Friday, August 2, 2013

The Militant Moderate


Pity the poor moderate, the weak underbelly of every great cause. He lacks the courage to stand up for his own convictions.  He does not promote the principles he claims to believe. He is in our cause but not of it, an embarrassment to all true believers. He never understands that a cause does not succeed until its resolute leaders eliminate from it all those middle-earth creatures who refuse to be either fish or fowl.

That is now the way of defining anyone unfortunate enough to be called "a moderate." It is a label of immanent political death. Few there be who claim it. Woe to those who confesses it. 

Nonetheless, I do claim it; willingly, proudly, and tenaciously.  I am, one might say, a militant moderate.

I say moderation has been maligned! I deny it is a weakened version of any thing else. I claim that moderation is its own philosophy. It is not an infection of pathological cold feet one acquires while reaching for something else. It is a deliberately cultivated attitude, an intentionally formed view of reality, and a chosen type of character. Moderation is, for self identified moderates, the Aristotelian ideal of existential balance and the holy grail of the eternal Tao.

Moderation is a quest for wisdom rather than for power. It is hunger and thirst for common sense. It is the belief that healthy community contains difference. It is curiosity about the unknown. It is civility, grace and respect. It is a repulsion of those great ones who know all and who never doubt their own rectitude.  It is a repudiation of pomposity and grandiosity. 

Moderation is a demand to know and to converse with one's adversaries. It insists on treating one's opponents with respect. It finds the dishonorable and unreasonable proponents of one's own camp more embarrassing than the honorable and reasonable proponents of the opposition. 

Moderation is a vote for civilization. It is a vote against ideological terrorism.  It holds down the essential center.

It resists the knuckle brain notion that there are only two sides of an argument. It is a realization that if everyone in a boat moves to the same extreme, the boat will sink. 

The Christian moderate understands he is beholding to neither liberalism nor fundamentalism. He does not equate orthodoxy with theological brainwashing. He shares liberal concerns but disagrees with liberal solutions. He shares conservative concerns but sometimes disagrees with conservative methods. He denies that the end ever justifies the means because he knows that the means employed always forms the end achieved. He strives to live in peace with all as much as lies within him. 

The moderate resists prepackaged opinions. He demands the right to participate in the construction of his own viewpoints. 

Despite these advantages, moderation has its drawbacks. 
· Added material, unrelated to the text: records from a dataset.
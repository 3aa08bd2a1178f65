//! Quiz session state machine
//!
//! Implements the Elm Architecture pattern with pure state transitions:
//! `transition(state, event)` returns the next state plus the effects the
//! runtime must carry out.

mod effect;
pub mod event;
pub mod state;
pub(crate) mod transition;

#[cfg(test)]
mod proptests;

pub use effect::Effect;
pub use event::Event;
pub use state::{
    AnswerRecord, FeedbackState, Notice, NoticeLevel, Quiz, QuizItem, SessionPhase, SessionState,
    Topic,
};
pub use transition::{transition, TransitionError};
A moderate may get lonely during election years. He may be a disappointing guest for for a talk show host.

Nonetheless, the moderate gains the freedom to think his own thoughts. He gradually learns to offer actual opinions rather than borrowed clichés. However, he avoids the futility of exchanging ideas with the already convinced. Such habits lead him to conversation partners who, like him, want to become real individuals rather than parrots or tape recorders. 

The moderate's most important reward though comes when he inherits the earth. He knows that this outcome is inevitable. Because, after the radicals kill each other, there will be no one else left to claim it. 

1 comment:

Unknown said...

I recently started studying logic and it has confirmed that I too am a moderate. It is almost impossible to follow the rules of logic and not be a moderate because one is forced to justify in a systematic way how you have arrived at your conclusion. I also feel this is the greatest failing of the American educational system. Students are are not taught, nor given the opportunity to develop communication skills that allow them to carry on meaningful conversations with their peers or adults.